I found it necessary to write a post on suicide and how to speak to someone dealing with suicide loss. As I have previously mentioned in my blog, I recently lost my father to suicide and it has been a roller coaster ride the last 2 months. 

I have been shocked by the people that don't know how to speak to someone who has lost a loved one to suicide so I felt the need to write a post on how to speak to someone dealing with loss to suicide. 

1. Don't call a victim of suicide selfish-
If you have ever lost a loved one to suicide, you would know that sometimes it is hard to feel compassionate toward people that have 'smaller issues' that to you, don't seem like something to worry about. I have been labelled as 'selfish' because I talk about my father's death and sometimes fail to show compassion to others. I am usually a compassionate person and if I act like I don't care, deep down I probably do, but unless you have lost a family member to suicide, you really don't know how painful it is.

2. Don't tell the victim that their loved one is selfish or week or a coward because they decided to take their own life-
Before my Dad died, I always said that suicide was selfish. Even now I look at his picture and ask him why did he do this to us. Having said that, I understand. Of course, I wish he was still here. But I know the things my Dad suffered before he died. I understand that he really did think there was no other choice than to take his own life. We are a christian family and I really believe that my Dad wanted to die and go to be with his heavenly father. When I travelled home for the funeral, my Mum explained it in the way that it's like if a child was living away from their parents and said "Dad, I want to come home". Of course the parent would welcome their child home with open arms. I really believe that this is what happened with my Dad and God had his arms open and said "Come home".

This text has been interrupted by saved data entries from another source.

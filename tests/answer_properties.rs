//! Property tests for answer derivation and column placement.

use cipher_notes::{
    derive_answer, positions_from_answer, swap_columns, NotesConfig, NO_ANSWER,
};
use proptest::prelude::*;

/// An injective placement of 3 hints into columns 1..=4, plus the spare
/// placeholder slot.
fn classic_positions() -> impl Strategy<Value = Vec<u8>> {
    Just(vec![1u8, 2, 3, 4]).prop_shuffle().prop_map(|mut cols| {
        // First three shuffled columns are the hints; the placeholder keeps
        // the default spare column.
        cols.truncate(3);
        cols.push(4);
        cols
    })
}

proptest! {
    /// The answer is exactly the first three entries as digits.
    #[test]
    fn derive_answer_matches_first_three(positions in classic_positions()) {
        let answer = derive_answer(&positions);

        prop_assert_eq!(answer.len(), 3);
        for (i, ch) in answer.chars().enumerate() {
            prop_assert_eq!(ch.to_digit(10).unwrap() as u8, positions[i]);
        }
    }

    /// Fewer than three entries always yields the sentinel.
    #[test]
    fn derive_answer_short_input(entries in proptest::collection::vec(1u8..=4, 0..3)) {
        prop_assert_eq!(derive_answer(&entries), NO_ANSWER);
    }

    /// Swapping any two columns preserves injectivity among the live hints.
    #[test]
    fn swap_preserves_injectivity(
        mut positions in classic_positions(),
        col_a in 1u8..=4,
        col_b in 1u8..=4,
    ) {
        swap_columns(&mut positions, 3, col_a, col_b);

        let live = &positions[..3];
        for col in live {
            prop_assert_eq!(live.iter().filter(|&&p| p == *col).count(), 1);
        }
    }

    /// A swap is undone by swapping the same columns again.
    #[test]
    fn swap_is_an_involution(
        positions in classic_positions(),
        col_a in 1u8..=4,
        col_b in 1u8..=4,
    ) {
        let mut swapped = positions.clone();
        swap_columns(&mut swapped, 3, col_a, col_b);
        swap_columns(&mut swapped, 3, col_a, col_b);

        prop_assert_eq!(swapped, positions);
    }

    /// A clean three-digit answer round-trips through position derivation.
    #[test]
    fn clean_answer_roundtrips(positions in classic_positions()) {
        let config = NotesConfig::classic();
        let answer = derive_answer(&positions);

        let parse = positions_from_answer(&answer, &config);

        prop_assert!(parse.is_clean());
        prop_assert_eq!(&parse.positions[..3], &positions[..3]);
        prop_assert_eq!(derive_answer(&parse.positions), answer);
    }

    /// Arbitrary typed answers always produce a full positions array with
    /// every invalid character reported and replaced by its identity column.
    #[test]
    fn typed_answers_never_panic(answer in ".{0,8}") {
        let config = NotesConfig::classic();
        let parse = positions_from_answer(&answer, &config);

        prop_assert_eq!(parse.positions.len(), config.column_count);
        for &i in &parse.invalid {
            prop_assert_eq!(parse.positions[i], i as u8 + 1);
        }
        for (i, &col) in parse.positions[..config.hint_count].iter().enumerate() {
            if !parse.invalid.contains(&i) {
                prop_assert!(config.is_valid_column(col));
            }
        }
    }
}
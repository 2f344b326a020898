use crate::zoho::types::{ZohoSheet, ZohoWorksheetName};
use serde::{Deserialize, Serialize};
use serde_json::{Map, Value};

/// A worksheet inside a workbook. Names are not cached between calls.
#[derive(Debug, Clone, Serialize, Deserialize, PartialEq)]
pub struct WorksheetRef {
    pub id: String,
    pub name: String,
}

impl From<ZohoSheet> for WorksheetRef {
    fn from(sheet: ZohoSheet) -> Self {
        WorksheetRef {
            id: sheet.id,
            name: sheet.name,
        }
    }
}

impl From<ZohoWorksheetName> for WorksheetRef {
    fn from(sheet: ZohoWorksheetName) -> Self {
        WorksheetRef {
            id: sheet.worksheet_id,
            name: sheet.worksheet_name,
        }
    }
}

/// Parameters for `worksheet.records.fetch`.
#[derive(Debug, Clone, PartialEq)]
pub struct WorksheetRecordQuery {
    /// Server-side filter such as `"Month"="March" AND "Amount">30`.
    pub criteria: Option<String>,
    pub column_names: Vec<String>,
    pub records_start_index: u32,
    pub count: u32,
    pub is_case_sensitive: bool,
    pub render_option: String,
    pub header_row: u32,
}

impl Default for WorksheetRecordQuery {
    fn default() -> Self {
        Self {
            criteria: None,
            column_names: Vec::new(),
            records_start_index: 1,
            count: 50,
            is_case_sensitive: true,
            render_option: "formatted".to_string(),
            header_row: 1,
        }
    }
}

/// Arguments for `worksheet.records.update`.
#[derive(Debug, Clone, PartialEq)]
pub struct WorksheetRecordUpdate {
    pub criteria: String,
    pub data: Map<String, Value>,
    pub is_case_sensitive: bool,
    pub header_row: u32,
}

impl WorksheetRecordUpdate {
    pub fn new(criteria: impl Into<String>, data: Map<String, Value>) -> Self {
        Self {
            criteria: criteria.into(),
            data,
            is_case_sensitive: true,
            header_row: 1,
        }
    }
}

/// Which rows `worksheet.records.delete` should remove.
#[derive(Debug, Clone, PartialEq)]
pub struct WorksheetRecordDeletion {
    pub criteria: Option<String>,
    pub row_array: Vec<u32>,
    pub header_row: u32,
    pub delete_rows: bool,
}

impl Default for WorksheetRecordDeletion {
    fn default() -> Self {
        Self {
            criteria: None,
            row_array: Vec::new(),
            header_row: 1,
            delete_rows: true,
        }
    }
}
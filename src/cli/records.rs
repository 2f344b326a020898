use clap::Subcommand;
use serde_json::Value;
use std::io;
use zoho_sheet::error::{Result, SheetError};
use zoho_sheet::models::{SheetRecord, TableRecordQuery, WorksheetRecordQuery};
use zoho_sheet::{SheetClient, SheetOperations};

#[derive(Subcommand, Debug)]
pub enum RecordsAction {
    /// Print records from a table or worksheet as CSV
    Fetch {
        resource_id: String,
        #[arg(long, conflicts_with = "worksheet", required_unless_present = "worksheet")]
        table: Option<String>,
        #[arg(long)]
        worksheet: Option<String>,
        /// Worksheet criteria, e.g. "Month"="March"
        #[arg(long, requires = "worksheet")]
        criteria: Option<String>,
        #[arg(long, value_delimiter = ',')]
        columns: Vec<String>,
        #[arg(long, default_value_t = 50)]
        count: u32,
    },
}

impl RecordsAction {
    pub async fn execute(&self, client: &SheetClient) -> Result<()> {
        match self {
            RecordsAction::Fetch {
                resource_id,
                table,
                worksheet,
                criteria,
                columns,
                count,
            } => {
                let records = match (table, worksheet) {
                    (Some(table), _) => {
                        let query = TableRecordQuery {
                            column_names: columns.clone(),
                            count: *count,
                            ..Default::default()
                        };
                        client.fetch_table_records(resource_id, table, &query).await?
                    }
                    (None, Some(worksheet)) => {
                        let query = WorksheetRecordQuery {
                            criteria: criteria.clone(),
                            column_names: columns.clone(),
                            count: *count,
                            ..Default::default()
                        };
                        client
                            .fetch_worksheet_records(resource_id, worksheet, &query)
                            .await?
                    }
                    (None, None) => {
                        return Err(SheetError::InvalidArgument(
                            "either --table or --worksheet is required".to_string(),
                        ));
                    }
                };
                write_csv(&records, io::stdout())
            }
        }
    }
}

/// Columns in first-seen order across all records.
fn headers(records: &[SheetRecord]) -> Vec<String> {
    let mut headers: Vec<String> = Vec::new();
    for record in records {
        for column in record.data.keys() {
            if !headers.contains(column) {
                headers.push(column.clone());
            }
        }
    }
    headers
}

fn cell(value: Option<&Value>) -> String {
    match value {
        None | Some(Value::Null) => String::new(),
        Some(Value::String(s)) => s.clone(),
        Some(other) => other.to_string(),
    }
}

fn write_csv<W: io::Write>(records: &[SheetRecord], out: W) -> Result<()> {
    let columns = headers(records);
    let mut writer = csv::Writer::from_writer(out);

    let mut header_row = vec!["row_index".to_string()];
    header_row.extend(columns.iter().cloned());
    writer
        .write_record(&header_row)
        .map_err(anyhow::Error::from)?;

    for record in records {
        let mut row = vec![record.row_index.to_string()];
        row.extend(columns.iter().map(|c| cell(record.get(c))));
        writer.write_record(&row).map_err(anyhow::Error::from)?;
    }

    writer.flush()?;
    Ok(())
}

#[cfg(test)]
mod tests {
    use super::*;
    use serde_json::json;

    #[test]
    fn test_write_csv_unions_columns() {
        let records = vec![
            SheetRecord::new(2).with("Month", "March").with("Amount", 40),
            SheetRecord::new(3).with("Month", "April").with("Note", Value::Null),
        ];

        let mut out = Vec::new();
        write_csv(&records, &mut out).unwrap();

        assert_eq!(
            String::from_utf8(out).unwrap(),
            "row_index,Month,Amount,Note\n2,March,40,\n3,April,,\n"
        );
    }

    #[test]
    fn test_cell_rendering() {
        assert_eq!(cell(Some(&json!("a,b"))), "a,b");
        assert_eq!(cell(Some(&json!(true))), "true");
        assert_eq!(cell(None), "");
    }
}
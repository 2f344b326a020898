use clap::Subcommand;
use tracing::info;
use zoho_sheet::Config;
use zoho_sheet::error::Result;

#[derive(Subcommand, Debug)]
pub enum ShowResource {
    /// Show the config file path
    Paths,
    /// Show the data center and API root in use
    Endpoints,
}

impl ShowResource {
    pub async fn execute(&self) -> Result<()> {
        match self {
            ShowResource::Paths => show_paths(),
            ShowResource::Endpoints => show_endpoints(),
        }
    }
}

fn show_paths() -> Result<()> {
    let config_path = Config::config_file()?;

    info!(path = ?config_path, "Config path");

    Ok(())
}

fn show_endpoints() -> Result<()> {
    let config = Config::load()?;

    info!(data_center = config.zoho.data_center(), "Data center");
    info!(url = config.zoho.api_base_url(), "API root");
    info!(url = config.zoho.token_url(), "Token endpoint");

    Ok(())
}
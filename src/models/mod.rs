pub mod record;
pub mod table;
pub mod workbook;
pub mod worksheet;

pub use record::SheetRecord;
pub use table::{
    DeletedRows, HeaderRename, NewTable, RecordCriteria, Table, TableRecordFilter,
    TableRecordQuery,
};
pub use workbook::{Workbook, WorkbookListOptions};
pub use worksheet::{
    WorksheetRecordDeletion, WorksheetRecordQuery, WorksheetRecordUpdate, WorksheetRef,
};
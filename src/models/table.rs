use crate::zoho::types::ZohoTable;
use serde::{Deserialize, Serialize};
use serde_json::Value;

/// Rectangular table region inside a worksheet.
#[derive(Debug, Clone, Serialize, Deserialize, PartialEq)]
pub struct Table {
    pub table_name: String,
    pub table_id: u64,
    pub start_row: u32,
    pub start_column: u32,
    pub end_row: u32,
    pub end_column: u32,
}

impl From<ZohoTable> for Table {
    fn from(t: ZohoTable) -> Self {
        Table {
            table_name: t.table_name,
            table_id: t.table_id,
            start_row: t.start_row,
            start_column: t.start_column,
            end_row: t.end_row,
            end_column: t.end_column,
        }
    }
}

/// Arguments for `table.create`.
#[derive(Debug, Clone, PartialEq)]
pub struct NewTable {
    pub worksheet_name: String,
    pub start_row: u32,
    pub start_column: u32,
    pub end_row: u32,
    pub end_column: u32,
    pub contains_header: bool,
    pub header_names: Vec<String>,
    pub table_style: Value,
}

/// One filter predicate. Serialized with the field names and order the
/// record endpoints receive, e.g. `{"Key":"Month","Operator":"equals",...}`.
#[derive(Debug, Clone, Serialize, Deserialize, PartialEq)]
#[serde(rename_all = "PascalCase")]
pub struct RecordCriteria {
    pub key: String,
    pub operator: String,
    pub matcher: Value,
    #[serde(rename = "Type")]
    pub type_: String,
}

impl RecordCriteria {
    pub fn new(
        key: impl Into<String>,
        operator: impl Into<String>,
        matcher: impl Into<Value>,
        type_: impl Into<String>,
    ) -> Self {
        Self {
            key: key.into(),
            operator: operator.into(),
            matcher: matcher.into(),
            type_: type_.into(),
        }
    }
}

#[derive(Debug, Clone, Serialize, Deserialize, PartialEq)]
#[serde(rename_all = "PascalCase")]
pub struct HeaderRename {
    pub old_name: String,
    pub new_name: String,
}

impl HeaderRename {
    pub fn new(old_name: impl Into<String>, new_name: impl Into<String>) -> Self {
        Self {
            old_name: old_name.into(),
            new_name: new_name.into(),
        }
    }
}

/// Parameters for `table.records.fetch`.
#[derive(Debug, Clone, PartialEq)]
pub struct TableRecordQuery {
    pub criteria: Vec<RecordCriteria>,
    /// Boolean combination of criteria positions, e.g. `"1 and 2"`.
    pub criteria_pattern: String,
    pub column_names: Vec<String>,
    pub render_option: String,
    pub count: u32,
    pub is_case_sensitive: bool,
}

impl Default for TableRecordQuery {
    fn default() -> Self {
        Self {
            criteria: Vec::new(),
            criteria_pattern: String::new(),
            column_names: Vec::new(),
            render_option: "formatted".to_string(),
            count: 50,
            is_case_sensitive: true,
        }
    }
}

/// Compound filter for the table update/delete methods.
#[derive(Debug, Clone, PartialEq)]
pub struct TableRecordFilter {
    pub criteria: Vec<RecordCriteria>,
    pub criteria_pattern: String,
    pub is_case_sensitive: bool,
}

impl TableRecordFilter {
    pub fn new(criteria: Vec<RecordCriteria>, criteria_pattern: impl Into<String>) -> Self {
        Self {
            criteria,
            criteria_pattern: criteria_pattern.into(),
            is_case_sensitive: true,
        }
    }
}

/// Row counts reported by the record delete methods.
#[derive(Debug, Clone, Copy, Default, PartialEq, Eq)]
pub struct DeletedRows {
    pub deleted: u64,
    pub remaining: u64,
}

#[cfg(test)]
mod tests {
    use super::*;
    use serde_json::json;

    #[test]
    fn test_criteria_wire_format() {
        let criteria = vec![
            RecordCriteria::new("Month", "equals", "March", "text"),
            RecordCriteria::new("Amount", "greater_than", 30, "number"),
        ];

        let encoded = serde_json::to_string(&criteria).unwrap();
        assert_eq!(
            encoded,
            r#"[{"Key":"Month","Operator":"equals","Matcher":"March","Type":"text"},{"Key":"Amount","Operator":"greater_than","Matcher":30,"Type":"number"}]"#
        );

        let decoded: Vec<RecordCriteria> = serde_json::from_str(&encoded).unwrap();
        assert_eq!(decoded, criteria);
    }

    #[test]
    fn test_header_rename_wire_format() {
        let renames = vec![HeaderRename::new("Qty", "Quantity")];
        assert_eq!(
            serde_json::to_value(&renames).unwrap(),
            json!([{ "OldName": "Qty", "NewName": "Quantity" }])
        );
    }

    #[test]
    fn test_query_defaults() {
        let query = TableRecordQuery::default();
        assert_eq!(query.render_option, "formatted");
        assert_eq!(query.count, 50);
        assert!(query.is_case_sensitive);
        assert!(TableRecordFilter::new(Vec::new(), "and").is_case_sensitive);
    }
}
//! Client for the Zoho Sheet data API.
//!
//! [`TokenAuthority`] owns the OAuth side (device-code and refresh-token
//! grants), and [`SheetClient`] implements [`SheetOperations`] on top of it:
//! workbooks, worksheets, tables and record-level reads and writes.

pub mod config;
pub mod error;
pub mod models;
pub mod zoho;

pub use config::{Config, Credentials};
pub use error::{Result, SheetError};
pub use zoho::{SheetClient, SheetOperations, TokenAuthority, TokenSource};
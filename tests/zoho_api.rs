use serde_json::json;
use std::sync::Arc;
use wiremock::matchers::{body_string, body_string_contains, header, method, path, query_param};
use wiremock::{Mock, MockServer, ResponseTemplate};
use zoho_sheet::models::{DeletedRows, WorkbookListOptions, WorksheetRecordDeletion};
use zoho_sheet::zoho::ReqwestTransport;
use zoho_sheet::{Credentials, SheetClient, SheetError, SheetOperations, TokenAuthority};

fn credentials(server: &MockServer) -> Credentials {
    Credentials::new("1000.CLIENT", "secret")
        .with_endpoints(server.uri(), format!("{}/api/v2", server.uri()))
}

fn authority(credentials: Credentials) -> Arc<TokenAuthority> {
    let transport = Arc::new(ReqwestTransport::new().unwrap());
    Arc::new(TokenAuthority::new(credentials, transport))
}

async fn mount_refresh(server: &MockServer, expected_calls: u64) {
    Mock::given(method("POST"))
        .and(path("/oauth/v2/token"))
        .and(body_string_contains("grant_type=refresh_token"))
        .and(body_string_contains("refresh_token=1000.refresh"))
        .respond_with(ResponseTemplate::new(200).set_body_json(json!({
            "access_token": "1000.access",
            "expires_in": 3600,
            "api_domain": "https://www.zohoapis.com",
            "token_type": "Bearer"
        })))
        .expect(expected_calls)
        .mount(server)
        .await;
}

#[tokio::test]
async fn test_token_refreshed_once_and_reused() {
    let server = MockServer::start().await;
    mount_refresh(&server, 1).await;

    Mock::given(method("POST"))
        .and(path("/api/v2/wb1"))
        .and(query_param("method", "table.list"))
        .and(header("authorization", "Zoho-oauthtoken 1000.access"))
        .respond_with(ResponseTemplate::new(200).set_body_json(json!({
            "tables": [{
                "table_name": "Orders",
                "table_id": 1,
                "start_row": 1,
                "start_column": 1,
                "end_row": 12,
                "end_column": 4
            }],
            "status": "success"
        })))
        .expect(2)
        .mount(&server)
        .await;

    let client = SheetClient::from_authority(authority(
        credentials(&server).with_refresh_token("1000.refresh"),
    ))
    .unwrap();

    let first = client.list_tables("wb1").await.unwrap();
    let second = client.list_tables("wb1").await.unwrap();

    assert_eq!(first, second);
    assert_eq!(first[0].table_name, "Orders");
}

#[tokio::test]
async fn test_workbook_list_form_body() {
    let server = MockServer::start().await;
    mount_refresh(&server, 1).await;

    Mock::given(method("POST"))
        .and(path("/api/v2/workbooks"))
        .and(query_param("method", "workbook.list"))
        .and(header("content-type", "application/x-www-form-urlencoded"))
        .and(body_string(
            "start_index=1&count=50&sort_option=recently_modified",
        ))
        .respond_with(ResponseTemplate::new(200).set_body_json(json!({
            "workbooks": [
                {"resource_id": "wb1", "workbook_name": "Budget"},
                {"resource_id": "wb2", "workbook_name": "Inventory"}
            ]
        })))
        .expect(1)
        .mount(&server)
        .await;

    let client = SheetClient::from_authority(authority(
        credentials(&server).with_refresh_token("1000.refresh"),
    ))
    .unwrap();

    let workbooks = client
        .list_workbooks(&WorkbookListOptions::default())
        .await
        .unwrap();

    assert_eq!(workbooks.len(), 2);
    assert_eq!(workbooks[1].name, "Inventory");
    assert!(workbooks[1].url.is_none());
    assert!(workbooks[1].created_time.is_none());
}

#[tokio::test]
async fn test_remote_error_keeps_status_and_body() {
    let server = MockServer::start().await;
    mount_refresh(&server, 1).await;

    let error_body = r#"{"error_code":2872,"error_message":"Worksheet does not exist"}"#;
    Mock::given(method("DELETE"))
        .and(path("/api/v2/workbooks/wb1/sheets/s9/rows/4"))
        .respond_with(ResponseTemplate::new(400).set_body_string(error_body))
        .expect(1)
        .mount(&server)
        .await;

    let client = SheetClient::from_authority(authority(
        credentials(&server).with_refresh_token("1000.refresh"),
    ))
    .unwrap();

    let err = client.delete_row("wb1", "s9", 4).await.unwrap_err();
    match err {
        SheetError::RemoteApi { status, body } => {
            assert_eq!(status, 400);
            assert_eq!(body, error_body);
        }
        other => panic!("unexpected error: {other:?}"),
    }
}

#[tokio::test]
async fn test_rejected_refresh_sends_no_api_request() {
    let server = MockServer::start().await;

    Mock::given(method("POST"))
        .and(path("/oauth/v2/token"))
        .respond_with(ResponseTemplate::new(200).set_body_json(json!({"error": "invalid_code"})))
        .expect(1)
        .mount(&server)
        .await;
    Mock::given(path("/api/v2/wb1"))
        .respond_with(ResponseTemplate::new(200))
        .expect(0)
        .mount(&server)
        .await;

    let client = SheetClient::from_authority(authority(
        credentials(&server).with_refresh_token("1000.refresh"),
    ))
    .unwrap();

    let err = client.list_tables("wb1").await.unwrap_err();
    assert!(matches!(err, SheetError::AuthExchange { status: 200, .. }));
}

#[tokio::test]
async fn test_device_flow_captures_refresh_token() {
    let server = MockServer::start().await;

    Mock::given(method("POST"))
        .and(path("/oauth/v3/device/code"))
        .and(body_string_contains("grant_type=device_request"))
        .and(body_string_contains("access_type=offline"))
        .respond_with(ResponseTemplate::new(200).set_body_json(json!({
            "user_code": "ABCD-1234",
            "device_code": "1004.device",
            "interval": 5,
            "expires_in": 300,
            "verification_url": "https://accounts.zoho.com/oauth/v3/device"
        })))
        .expect(1)
        .mount(&server)
        .await;
    Mock::given(method("POST"))
        .and(path("/oauth/v3/device/token"))
        .and(body_string_contains("grant_type=device_token"))
        .and(body_string_contains("code=1004.device"))
        .respond_with(ResponseTemplate::new(200).set_body_json(json!({
            "access_token": "1000.first",
            "refresh_token": "1000.captured",
            "expires_in": 3600
        })))
        .expect(1)
        .mount(&server)
        .await;

    let authority = authority(credentials(&server));
    let device = authority.begin_device_authorization().await.unwrap();
    assert_eq!(device.user_code, "ABCD-1234");
    assert_eq!(device.interval, 5);
    assert!(authority.get_refresh_token().is_none());

    authority.use_device_code(device.device_code);
    assert_eq!(authority.get_access_token().await.unwrap(), "1000.first");
    assert_eq!(authority.get_refresh_token().as_deref(), Some("1000.captured"));

    // Cached: the device token mock expects exactly one call.
    assert_eq!(authority.get_access_token().await.unwrap(), "1000.first");
}

#[tokio::test]
async fn test_worksheet_records_delete_counts() {
    let server = MockServer::start().await;
    mount_refresh(&server, 1).await;

    Mock::given(method("POST"))
        .and(path("/api/v2/wb1"))
        .and(query_param("method", "worksheet.records.delete"))
        .and(body_string_contains("worksheet_name=Sheet1"))
        .and(body_string_contains("delete_rows=true"))
        .respond_with(ResponseTemplate::new(200).set_body_json(json!({
            "no_of_rows_deleted": 3,
            "no_of_rows_remaining": 7,
            "status": "success"
        })))
        .expect(1)
        .mount(&server)
        .await;

    let client = SheetClient::from_authority(authority(
        credentials(&server).with_refresh_token("1000.refresh"),
    ))
    .unwrap();

    let deletion = WorksheetRecordDeletion {
        criteria: Some(r#""Month"="March""#.to_string()),
        ..Default::default()
    };
    let counts = client
        .delete_worksheet_records("wb1", "Sheet1", &deletion)
        .await
        .unwrap();

    assert_eq!(
        counts,
        DeletedRows {
            deleted: 3,
            remaining: 7
        }
    );
}

#[tokio::test]
async fn test_hash_sheet_id_reaches_columns_endpoint() {
    let server = MockServer::start().await;
    mount_refresh(&server, 1).await;

    Mock::given(method("POST"))
        .and(path("/api/v2/workbooks/wb1/sheets/1%23/columns"))
        .and(body_string(r#"{"columns":["Phone"]}"#))
        .respond_with(ResponseTemplate::new(200).set_body_json(json!({"status": "success"})))
        .expect(1)
        .mount(&server)
        .await;

    let client = SheetClient::from_authority(authority(
        credentials(&server).with_refresh_token("1000.refresh"),
    ))
    .unwrap();

    client
        .add_columns("wb1", "1#", &["Phone".to_string()])
        .await
        .unwrap();
}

3. When a person loses someone to suicide, particulary if it's a significant person like a parent, the victim is likely to cling on to other significant people in their life. Please, don't label this person as 'annoying'. To other people, a clingy person may very well seem annoying but it's likely that the person is afraid of losing more important people in his or her life. On the opposite side, a person grieving is also likely to push people away. Again, please don't label this person as selfish. Everyone has a different way of grieving and please don't judge how a person grieves.

4. Do not expect a person to 'keep busy'
Ok, so some people deal with grief by keeping busy but this isn't the case for everyone. While keeping busy may provide temporary distraction, it's not going to change anything. I really think its important for the person to take time to themselves and allow themselves to miss their loved one and even allow themselves to cry.

I really hope this spiel made sense. I had so much in my head and just wanted to get it out. So I apologise if some of it didn't make sense. But it needed to be said.

Sometimes I will want to do stuff, sometimes I won't. Sometimes I will want to talk, sometimes I will want to be left alone. Sometimes I will be strong, others I will cry like a 22-year-old baby. Please accept this as my way of grieving the loss of the first man I ever loved, the first man to wipe my tears, the first man to protect me, my number 1 spiritual mentor, my  most favourite person in the world.